If you’re looking for a bold, comforting, and plant-based dinner, this Spicy Red Pasta with Lentils is it. It hits all the right notes: rich, saucy, full of protein, and just the right amount of spice. This is one of those recipes that turns a few pantry staples into something spectacular, making it ideal for weeknights when you want something satisfying but don’t want to spend an hour in the kitchen.
We first tried this pasta on a rainy Tuesday, and it quickly became a weekly staple. Red lentils simmer into the tomato sauce until they’re tender and almost creamy, giving it a thick, meaty texture without the meat. The chili flakes add heat, while garlic and herbs layer in a ton of flavor. It’s budget-friendly, freezer-friendly, and beginner-friendly too.
Even better? You can have it on the table in 30 minutes from start to finish.
This spicy red pasta with lentils is not only comforting—it’s good for you, packed with fiber and protein, and incredibly easy to customize based on what’s in your fridge. Let’s dive into what makes it a must-try.
What Makes This Spicy Red Pasta with Lentils Special?
- Hearty and Filling – Thanks to protein-rich lentils, this pasta leaves you satisfied for hours.
- Pantry-Friendly – Made with ingredients you likely already have on hand.

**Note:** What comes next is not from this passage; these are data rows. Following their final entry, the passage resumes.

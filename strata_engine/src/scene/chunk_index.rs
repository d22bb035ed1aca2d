//! ChunkIndex: a uniform screen-space grid for candidate discovery.
//!
//! Partitions projected screen space into fixed-size square cells and maps
//! each cell to the drawables whose projected rectangles overlap it. On
//! insertion it hands back the set of neighbors already occupying the
//! touched cells, which is exactly the candidate set the graph-update step
//! tests with the occlusion oracle. Cost is proportional to touched cells
//! plus candidates, never total scene size.
//!
//! A reverse map records the chunk rectangle each drawable occupies, so
//! removal touches only those cells. The two maps are updated together;
//! a drawable is in the cells the reverse map claims, and in no others.

use rustc_hash::{FxHashMap, FxHashSet};
use glam::IVec2;
use super::drawable::{DrawableKey, ScreenRect};

/// Inclusive rectangle of chunk coordinates occupied by one drawable.
#[derive(Debug, Clone, Copy, PartialEq, Eq)]
pub struct ChunkRect {
    /// Lowest occupied chunk coordinate (inclusive)
    pub min: IVec2,
    /// Highest occupied chunk coordinate (inclusive)
    pub max: IVec2,
}

/// Uniform grid over projected screen space.
///
/// The chunk size is fixed for the index's lifetime; changing granularity
/// means building a fresh index and re-inserting the scene.
pub struct ChunkIndex {
    /// Cell edge length in screen units (strictly positive)
    chunk_size: i32,
    /// Cell -> drawables overlapping it. Empty cells are dropped eagerly
    /// so the map stays compact for sparse scenes.
    chunks: FxHashMap<(i32, i32), Vec<DrawableKey>>,
    /// Reverse map: drawable -> occupied chunk rectangle
    occupied: FxHashMap<DrawableKey, ChunkRect>,
}

impl ChunkIndex {
    /// Create an empty index with the given cell size.
    ///
    /// Callers validate positivity; `Scene::new` rejects a zero chunk size
    /// before this runs.
    pub fn new(chunk_size: i32) -> Self {
        debug_assert!(chunk_size > 0, "chunk size must be strictly positive");
        Self {
            chunk_size,
            chunks: FxHashMap::default(),
            occupied: FxHashMap::default(),
        }
    }

    /// Chunk rectangle covered by a screen rectangle.
    ///
    /// `max` is exclusive in screen space, so the last covered cell is the
    /// one containing `max - 1` (fencepost-adjusted inclusive bound).
    /// Euclidean division keeps the mapping correct at negative coordinates.
    fn chunk_rect(&self, rect: &ScreenRect) -> ChunkRect {
        ChunkRect {
            min: IVec2::new(
                rect.min.x.div_euclid(self.chunk_size),
                rect.min.y.div_euclid(self.chunk_size),
            ),
            max: IVec2::new(
                (rect.max.x - 1).div_euclid(self.chunk_size),
                (rect.max.y - 1).div_euclid(self.chunk_size),
            ),
        }
    }

    /// Register a drawable's projected rectangle and collect candidates.
    ///
    /// Returns every other drawable already present in a touched cell,
    /// deduplicated. An empty rectangle occupies no cells and yields no
    /// candidates. Re-inserting a registered key first clears its old
    /// occupancy, so a double insert re-derives a consistent state.
    pub fn insert(&mut self, key: DrawableKey, rect: &ScreenRect) -> Vec<DrawableKey> {
        if self.occupied.contains_key(&key) {
            self.remove(key);
        }

        if rect.is_empty() {
            return Vec::new();
        }

        let chunk_rect = self.chunk_rect(rect);
        let mut seen: FxHashSet<DrawableKey> = FxHashSet::default();
        let mut candidates = Vec::new();

        for cx in chunk_rect.min.x..=chunk_rect.max.x {
            for cy in chunk_rect.min.y..=chunk_rect.max.y {
                let cell = self.chunks.entry((cx, cy)).or_default();
                for &neighbor in cell.iter() {
                    if seen.insert(neighbor) {
                        candidates.push(neighbor);
                    }
                }
                cell.push(key);
            }
        }

        self.occupied.insert(key, chunk_rect);
        candidates
    }

    /// Remove a drawable from every cell it occupies.
    ///
    /// No-op if the key was never inserted.
    pub fn remove(&mut self, key: DrawableKey) {
        let Some(chunk_rect) = self.occupied.remove(&key) else {
            return;
        };

        for cx in chunk_rect.min.x..=chunk_rect.max.x {
            for cy in chunk_rect.min.y..=chunk_rect.max.y {
                if let Some(cell) = self.chunks.get_mut(&(cx, cy)) {
                    if let Some(pos) = cell.iter().position(|&k| k == key) {
                        cell.swap_remove(pos);
                    }
                    if cell.is_empty() {
                        self.chunks.remove(&(cx, cy));
                    }
                }
            }
        }
    }

    /// Chunk rectangle currently recorded for a drawable
    pub fn occupied_rect(&self, key: DrawableKey) -> Option<ChunkRect> {
        self.occupied.get(&key).copied()
    }

    /// Configured cell size
    pub fn chunk_size(&self) -> i32 {
        self.chunk_size
    }

    /// Number of registered drawables
    pub fn len(&self) -> usize {
        self.occupied.len()
    }

    /// Whether no drawables are registered
    pub fn is_empty(&self) -> bool {
        self.occupied.is_empty()
    }

    /// Number of non-empty cells
    pub fn cell_count(&self) -> usize {
        self.chunks.len()
    }

    /// Remove every drawable from the index
    pub fn clear(&mut self) {
        self.chunks.clear();
        self.occupied.clear();
    }
}

#[cfg(test)]
mod tests {
    use super::*;
    use slotmap::SlotMap;

    fn make_keys(n: usize) -> Vec<DrawableKey> {
        let mut sm = SlotMap::<DrawableKey, ()>::with_key();
        (0..n).map(|_| sm.insert(())).collect()
    }

    fn make_rect(min: (i32, i32), max: (i32, i32)) -> ScreenRect {
        ScreenRect::new(IVec2::from(min), IVec2::from(max))
    }

    #[test]
    fn test_insert_returns_overlapping_neighbors() {
        let mut index = ChunkIndex::new(16);
        let keys = make_keys(3);

        assert!(index.insert(keys[0], &make_rect((0, 0), (10, 10))).is_empty());

        // Same cell: key 0 is a candidate for key 1
        let candidates = index.insert(keys[1], &make_rect((5, 5), (12, 12)));
        assert_eq!(candidates, vec![keys[0]]);

        // Far away cell: no candidates
        let candidates = index.insert(keys[2], &make_rect((200, 200), (210, 210)));
        assert!(candidates.is_empty());
    }

    #[test]
    fn test_candidates_are_deduplicated() {
        let mut index = ChunkIndex::new(16);
        let keys = make_keys(2);

        // Spans a 3x3 block of cells
        index.insert(keys[0], &make_rect((0, 0), (48, 48)));

        // Also spans several of those cells; key 0 must appear exactly once
        let candidates = index.insert(keys[1], &make_rect((10, 10), (40, 40)));
        assert_eq!(candidates, vec![keys[0]]);
    }

    #[test]
    fn test_fencepost_rect_on_cell_boundary() {
        let mut index = ChunkIndex::new(16);
        let keys = make_keys(1);

        // [0, 16) covers exactly cell 0, not cell 1
        index.insert(keys[0], &make_rect((0, 0), (16, 16)));
        let rect = index.occupied_rect(keys[0]).unwrap();
        assert_eq!(rect.min, IVec2::new(0, 0));
        assert_eq!(rect.max, IVec2::new(0, 0));
        assert_eq!(index.cell_count(), 1);
    }

    #[test]
    fn test_negative_coordinates_floor_correctly() {
        let mut index = ChunkIndex::new(16);
        let keys = make_keys(1);

        index.insert(keys[0], &make_rect((-20, -1), (-4, 15)));
        let rect = index.occupied_rect(keys[0]).unwrap();
        // -20 / 16 floors to -2, -5 floors to -1
        assert_eq!(rect.min, IVec2::new(-2, -1));
        assert_eq!(rect.max, IVec2::new(-1, 0));
    }

    #[test]
    fn test_empty_rect_occupies_no_cells() {
        let mut index = ChunkIndex::new(16);
        let keys = make_keys(2);

        let candidates = index.insert(keys[0], &ScreenRect::EMPTY);
        assert!(candidates.is_empty());
        assert!(index.occupied_rect(keys[0]).is_none());
        assert_eq!(index.cell_count(), 0);

        // An empty rect is invisible to later insertions too
        let candidates = index.insert(keys[1], &make_rect((0, 0), (10, 10)));
        assert!(candidates.is_empty());
    }

    #[test]
    fn test_remove_clears_all_cells() {
        let mut index = ChunkIndex::new(16);
        let keys = make_keys(2);

        index.insert(keys[0], &make_rect((0, 0), (40, 40)));
        assert!(index.cell_count() > 1);

        index.remove(keys[0]);
        assert_eq!(index.cell_count(), 0);
        assert!(index.is_empty());

        // A later insert sees no stale candidate
        let candidates = index.insert(keys[1], &make_rect((5, 5), (12, 12)));
        assert!(candidates.is_empty());
    }

    #[test]
    fn test_remove_never_inserted_is_noop() {
        let mut index = ChunkIndex::new(16);
        let keys = make_keys(1);
        index.remove(keys[0]);
        assert!(index.is_empty());
    }

    #[test]
    fn test_reinsert_replaces_old_occupancy() {
        let mut index = ChunkIndex::new(16);
        let keys = make_keys(2);

        index.insert(keys[0], &make_rect((0, 0), (10, 10)));
        index.insert(keys[1], &make_rect((0, 0), (10, 10)));

        // Move key 0 far away; it must leave its old cell entirely
        index.insert(keys[0], &make_rect((100, 100), (110, 110)));
        assert_eq!(index.len(), 2);

        let rect = index.occupied_rect(keys[0]).unwrap();
        assert_eq!(rect.min, IVec2::new(6, 6));

        // key 1's cell no longer contains key 0
        index.remove(keys[1]);
        assert_eq!(index.cell_count(), 1);
    }

    #[test]
    fn test_clear() {
        let mut index = ChunkIndex::new(16);
        let keys = make_keys(3);
        for (i, &key) in keys.iter().enumerate() {
            let base = i as i32 * 30;
            index.insert(key, &make_rect((base, base), (base + 10, base + 10)));
        }

        index.clear();
        assert!(index.is_empty());
        assert_eq!(index.cell_count(), 0);
    }
}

- One-Pot Wonder – Fewer dishes, more flavor. Everything cooks in a single pot.
- Perfect for Meal Prep – Stores and reheats beautifully.

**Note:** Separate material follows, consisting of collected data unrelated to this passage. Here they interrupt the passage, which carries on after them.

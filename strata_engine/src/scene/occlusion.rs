//! Pairwise occlusion oracle.
//!
//! Decides whether one drawable's box must be painted strictly before
//! another's under the active projection. The caller is responsible for
//! the screen-rectangle overlap pre-filter: two boxes whose projected
//! rectangles do not overlap need no ordering at all.

use glam::IVec2;
use super::drawable::Aabb;

/// Effective depth sign for a projector sign vector.
///
/// The vertical component dominates, then horizontal. A projector with no
/// on-screen Z footprint (top-down) defaults to +1: larger Z is nearer.
fn depth_sign(sign: IVec2) -> i32 {
    if sign.y != 0 {
        sign.y
    } else if sign.x != 0 {
        sign.x
    } else {
        1
    }
}

/// `a` entirely farther from the viewer than `b` along the depth axis.
///
/// Exactly touching Z faces count as separated, so two boxes stacked flush
/// against each other still get a definite order.
fn strictly_farther(a: &Aabb, b: &Aabb, s: i32) -> bool {
    if s > 0 {
        a.max.z <= b.min.z
    } else {
        a.min.z >= b.max.z
    }
}

/// Must `a` be drawn strictly before `b`?
///
/// Decision policy, first matching rule wins:
/// 1. `a` entirely beyond `b` in depth: `a` first.
/// 2. `b` entirely beyond `a` in depth: not before (the caller evaluates
///    the swapped direction itself).
/// 3. Depth overlap: the box whose vertical extent lies entirely above the
///    other draws first (screen position stands in for depth on ties).
/// 4. Otherwise the pair is unconstrained.
///
/// The relation is irreflexive and empty boxes are never ordered.
pub fn must_draw_before(a: &Aabb, b: &Aabb, sign: IVec2) -> bool {
    if a.is_empty() || b.is_empty() {
        return false;
    }

    let s = depth_sign(sign);
    if strictly_farther(a, b, s) {
        return true;
    }
    if strictly_farther(b, a, s) {
        return false;
    }

    // Depth overlap: world Y grows toward the viewer's screen bottom, so a
    // box ending above the other's top sits behind it.
    a.max.y <= b.min.y
}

- Spicy and Bold – A touch of chili gives it just the right amount of kick.
If you’re looking for a simple, reliable meatless meal that doesn’t compromise on flavor, this is your go-to. The red lentils thicken the sauce naturally, and simmering them directly in the tomato base saves both time and cleanup.
Ingredient Notes
- Red Lentils – Quick-cooking and break down easily, giving the sauce a hearty, almost creamy consistency. Sub green lentils if needed, but cook time will increase.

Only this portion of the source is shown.